[![Open In Colab](https://colab.research.google.com/assets/colab-badge.svg)](https://colab.research.google.com/github/QuantLet/EMQA/blob/main/EMQA_model_comparison/EMQA_model_comparison.ipynb)

# EMQA_model_comparison

ML model comparison (Naive, Random Forest, Gradient Boosting, Ensemble) on Romanian electricity price data.

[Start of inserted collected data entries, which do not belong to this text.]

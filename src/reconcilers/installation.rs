// Copyright 2026, Jeroen van Erp <jeroen@geeko.me>
// SPDX-License-Identifier: Apache-2.0

//! Installation reconciler - converges a ClusterInstallation one step per cycle.

use crate::config::Config;
use crate::error::{ErrorClass, OperatorError, Result};
use crate::kubernetes::{ensure, Store};
use crate::reconcilers::backoff::{backoff_delay, FailureTracker};
use crate::reconcilers::secret;
use crate::reconcilers::sequencer::{next_step, Snapshot, Step};
use crate::types::{ClusterInstallation, InstallationState, MysqlCluster};
use futures::StreamExt;
use k8s_openapi::api::apps::v1::Deployment;
use k8s_openapi::api::core::v1::{Secret, Service};
use k8s_openapi::api::networking::v1::Ingress;
use k8s_openapi::NamespaceResourceScope;
use kube::{
    runtime::{
        controller::{self, Action},
        metadata_watcher,
        reflector::ObjectRef,
        watcher, Controller, WatchStreamExt,
    },
    Api, Client, Resource, ResourceExt,
};
use kube_runtime::controller::Config as ControllerConfig;
use kube_runtime::watcher::Config as WatcherConfig;
use std::sync::Arc;
use std::time::Duration;
use tracing::{debug, error, info, instrument, warn};

/// Shared state handed to every reconciliation
pub struct Context {
    pub store: Store,
    pub config: Config,
    backoff: FailureTracker,
    structural: FailureTracker,
}

impl Context {
    pub fn new(client: Client, config: Config) -> Self {
        Self {
            store: Store::new(client, config.api_timeout),
            config,
            backoff: FailureTracker::default(),
            structural: FailureTracker::default(),
        }
    }

    /// Drop the failure counts of an installation that no longer exists
    fn forget(&self, key: &str) {
        self.backoff.reset(key);
        self.structural.reset(key);
    }
}

/// Result of one reconciliation cycle
#[derive(Debug, Clone, PartialEq, Eq)]
pub enum Outcome {
    Converged,
    RequeueAfter(Duration),
    RequeueNow,
    Fatal(String),
}

impl Outcome {
    pub fn into_action(self) -> Action {
        match self {
            Outcome::Converged | Outcome::Fatal(_) => Action::await_change(),
            Outcome::RequeueAfter(delay) => Action::requeue(delay),
            Outcome::RequeueNow => Action::requeue(Duration::ZERO),
        }
    }
}

pub struct InstallationReconciler {
    client: Client,
    config: Config,
}

impl InstallationReconciler {
    pub fn new(client: Client, config: Config) -> Self {
        Self { client, config }
    }

    /// Api for `K` limited to the watched namespace, if any
    fn scoped_api<K>(&self) -> Api<K>
    where
        K: Resource<Scope = NamespaceResourceScope>,
        <K as Resource>::DynamicType: Default,
    {
        match &self.config.watch_namespace {
            Some(namespace) => Api::namespaced(self.client.clone(), namespace),
            None => Api::all(self.client.clone()),
        }
    }

    pub async fn run(self) -> anyhow::Result<()> {
        let installations: Api<ClusterInstallation> = self.scoped_api();
        let controller_config = ControllerConfig::default().concurrency(self.config.concurrency);

        match &self.config.watch_namespace {
            Some(namespace) => info!("Watching installations in namespace {}", namespace),
            None => info!("Watching installations in all namespaces"),
        }

        // Database clusters and secrets are only needed as triggers, so their
        // watches carry metadata alone.
        let clusters = metadata_watcher(self.scoped_api::<MysqlCluster>(), WatcherConfig::default())
            .touched_objects()
            .default_backoff();
        let secrets = metadata_watcher(self.scoped_api::<Secret>(), WatcherConfig::default())
            .touched_objects()
            .default_backoff();

        let controller = Controller::new(installations, WatcherConfig::default())
            .owns_stream(clusters)
            .owns(self.scoped_api::<Service>(), WatcherConfig::default())
            .owns(self.scoped_api::<Ingress>(), WatcherConfig::default())
            .owns(self.scoped_api::<Deployment>(), WatcherConfig::default())
            .watches_stream(secrets, secret::installation_for)
            .with_config(controller_config);

        let context = Arc::new(Context::new(self.client, self.config));
        let reporter = context.clone();

        controller
            .shutdown_on_signal()
            .run(reconcile, error_policy, context)
            .for_each(|res| {
                report(&reporter, res);
                futures::future::ready(())
            })
            .await;

        info!("Installation controller stopped");
        Ok(())
    }
}

fn instance_key(namespace: &str, name: &str) -> String {
    format!("{}/{}", namespace, name)
}

type ControllerResult = std::result::Result<
    (ObjectRef<ClusterInstallation>, Action),
    controller::Error<OperatorError, watcher::Error>,
>;

/// Log the result of a reconciliation run by the controller
fn report(ctx: &Context, result: ControllerResult) {
    match result {
        Ok((installation, action)) => {
            debug!("Reconciled installation {}: {:?}", installation, action)
        }
        // Queued retries of a deleted installation end up here instead of in `reconcile`.
        Err(controller::Error::ObjectNotFound(object)) => {
            let key = instance_key(object.namespace.as_deref().unwrap_or_default(), &object.name);
            debug!("Installation {} no longer exists", key);
            ctx.forget(&key);
        }
        Err(e) => warn!("Reconciliation error: {:?}", e),
    }
}

pub async fn reconcile(instance: Arc<ClusterInstallation>, ctx: Arc<Context>) -> Result<Action> {
    let name = instance.name_any();
    let namespace = instance.namespace().ok_or_else(|| {
        OperatorError::MissingMetadata(format!("installation {} has no namespace", name))
    })?;
    let key = instance_key(&namespace, &name);

    debug!("Reconciling installation: {}", key);

    let outcome = match converge(&ctx, &namespace, &name).await {
        Ok(outcome) => {
            ctx.backoff.reset(&key);
            ctx.structural.reset(&key);
            outcome
        }
        Err(e) => match e.class() {
            ErrorClass::Conflict => {
                debug!("Installation {} changed underneath us, retrying: {}", key, e);
                Outcome::RequeueNow
            }
            ErrorClass::Transient => return Err(e),
            ErrorClass::Structural => {
                let failures = ctx.structural.record(&key, instance.metadata.generation);
                if failures < ctx.config.structural_retry_limit {
                    warn!(
                        "Installation {} rejected ({} of {} attempts): {}",
                        key, failures, ctx.config.structural_retry_limit, e
                    );
                    return Err(e);
                }

                error!(
                    "Giving up on installation {} after {} rejected attempts: {}",
                    key, failures, e
                );
                let message = e.to_string();
                record_status(&ctx, &instance, InstallationState::Failed, Some(message.clone()))
                    .await?;
                Outcome::Fatal(message)
            }
        },
    };

    Ok(outcome.into_action())
}

pub fn error_policy(
    instance: Arc<ClusterInstallation>,
    error: &OperatorError,
    ctx: Arc<Context>,
) -> Action {
    let key = instance_key(&instance.namespace().unwrap_or_default(), &instance.name_any());
    let attempt = ctx.backoff.record(&key, instance.metadata.generation);
    let delay = backoff_delay(ctx.config.backoff_base, ctx.config.backoff_max, attempt);

    warn!(
        "Reconciliation of {} failed (attempt {}), retrying in {:?}: {}",
        key, attempt, delay, error
    );
    Action::requeue(delay)
}

/// Run one step towards the declared state of the installation
#[instrument(skip(ctx))]
async fn converge(ctx: &Context, namespace: &str, name: &str) -> Result<Outcome> {
    let Some(instance) = ctx.store.get::<ClusterInstallation>(namespace, name).await? else {
        let remaining = Snapshot::gather(&ctx.store, namespace, name)
            .await?
            .owned_by(name);
        if remaining.is_empty() {
            info!("Installation {}/{} is gone along with its resources", namespace, name);
        } else {
            info!(
                "Installation {}/{} is gone, waiting for garbage collection of {:?}",
                namespace, name, remaining
            );
        }
        return Ok(Outcome::Converged);
    };

    if instance.metadata.deletion_timestamp.is_some() {
        let remaining = Snapshot::gather(&ctx.store, namespace, name)
            .await?
            .owned_by(name);
        if remaining.is_empty() {
            return Ok(Outcome::Converged);
        }
        debug!(
            "Installation {}/{} is being deleted, {} owned resources remain",
            namespace,
            name,
            remaining.len()
        );
        return Ok(Outcome::RequeueAfter(ctx.config.dependency_poll_interval));
    }

    if let Err(e) = instance.spec.validate() {
        warn!("Installation {}/{} cannot be reconciled: {}", namespace, name, e);
        record_status(ctx, &instance, InstallationState::Reconciling, Some(e.to_string())).await?;
        return Ok(Outcome::RequeueAfter(ctx.config.invalid_spec_retry_interval));
    }

    let snapshot = Snapshot::gather(&ctx.store, namespace, name).await?;
    let step = next_step(&instance, &snapshot)?;
    debug!("Next step for installation {}/{}: {}", namespace, name, step);

    let (outcome, state, message) = match step {
        Step::Rbac {
            service_account,
            role_binding,
        } => {
            ensure(&ctx.store, &service_account).await?;
            ensure(&ctx.store, &role_binding).await?;
            (Outcome::RequeueNow, InstallationState::Reconciling, None)
        }
        Step::Database(cluster) => {
            ensure(&ctx.store, cluster.as_ref()).await?;
            (Outcome::RequeueNow, InstallationState::Reconciling, None)
        }
        Step::Networking { service, ingress } => {
            ensure(&ctx.store, service.as_ref()).await?;
            ensure(&ctx.store, ingress.as_ref()).await?;
            (Outcome::RequeueNow, InstallationState::Reconciling, None)
        }
        Step::AwaitSecret {
            secret,
            database_ready,
        } => {
            info!(
                "Installation {}/{} waiting for database credentials in secret {} (database ready: {})",
                namespace, name, secret, database_ready
            );
            (
                Outcome::RequeueAfter(ctx.config.dependency_poll_interval),
                InstallationState::Reconciling,
                Some(format!("Waiting for database credentials in secret {}", secret)),
            )
        }
        Step::Deployment(deployment) => {
            ensure(&ctx.store, deployment.as_ref()).await?;
            (Outcome::RequeueNow, InstallationState::Reconciling, None)
        }
        Step::Converged => (Outcome::Converged, InstallationState::Stable, None),
    };

    record_status(ctx, &instance, state, message).await?;
    Ok(outcome)
}

/// Write the installation status when it differs from what is stored
async fn record_status(
    ctx: &Context,
    instance: &ClusterInstallation,
    state: InstallationState,
    message: Option<String>,
) -> Result<()> {
    let status = instance.status_for(state, message);
    if !instance.status_differs(&status) {
        return Ok(());
    }

    // Explicit nulls clear fields left over from an earlier status.
    let patch = serde_json::json!({
        "state": status.state,
        "message": status.message,
        "observedGeneration": status.observed_generation,
    });
    let name = instance.name_any();
    let namespace = instance.namespace().unwrap_or_default();
    ctx.store
        .patch_status::<ClusterInstallation, _>(&namespace, &name, &patch)
        .await?;

    info!("Installation {}/{} is now {:?}", namespace, name, state);
    Ok(())
}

**Output:** `ml_model_comparison.pdf`


In [None]:
import numpy as np
import pandas as pd
import matplotlib.pyplot as plt
import warnings
warnings.filterwarnings('ignore')

plt.rcParams.update({
    'figure.facecolor': 'none',
    'axes.facecolor': 'none',
    'savefig.facecolor': 'none',
    'savefig.transparent': True,
    'axes.grid': False,
    'axes.spines.top': False,
    'axes.spines.right': False,
    'font.size': 11,
    'figure.figsize': (12, 6),
})

COLORS = {
    'blue': '#1A3A6E', 'red': '#CD0000', 'green': '#2E7D32',
    'orange': '#E67E22', 'purple': '#8E44AD', 'gray': '#808080',
    'cyan': '#00BCD4', 'amber': '#B5853F'
}

def save_fig(fig, name):
    fig.savefig(name, bbox_inches='tight', transparent=True, dpi=300)
    print(f"Saved: {name}")


In [None]:
url = 'https://raw.githubusercontent.com/QuantLet/EMQA/main/EMQA_model_comparison/ro_de_prices_full.csv'
ro = pd.read_csv(url, parse_dates=['date'], index_col='date')
print(f'Loaded {len(ro)} observations')


In [None]:
from sklearn.ensemble import RandomForestRegressor, GradientBoostingRegressor
from sklearn.metrics import mean_absolute_error, r2_score

df = load_ro_de()
data = df[['ro_price', 'de_price']].dropna().copy()
data['target'] = data['ro_price']

# Lagged features
for lag in [1, 2, 7, 14, 30]:
    data[f'ro_lag_{lag}'] = data['ro_price'].shift(lag)
for lag in [1, 7]:
    data[f'de_lag_{lag}'] = data['de_price'].shift(lag)

# Rolling stats
for w in [7, 14, 30]:
    data[f'ro_ma_{w}'] = data['ro_price'].shift(1).rolling(w).mean()
    data[f'ro_std_{w}'] = data['ro_price'].shift(1).rolling(w).std()

# Temporal
data['dow'] = data.index.dayofweek
data['month'] = data.index.month
data['weekend'] = (data.index.dayofweek >= 5).astype(int)

data = data.dropna()
feature_cols = [c for c in data.columns if c not in ['target', 'ro_price', 'de_price']]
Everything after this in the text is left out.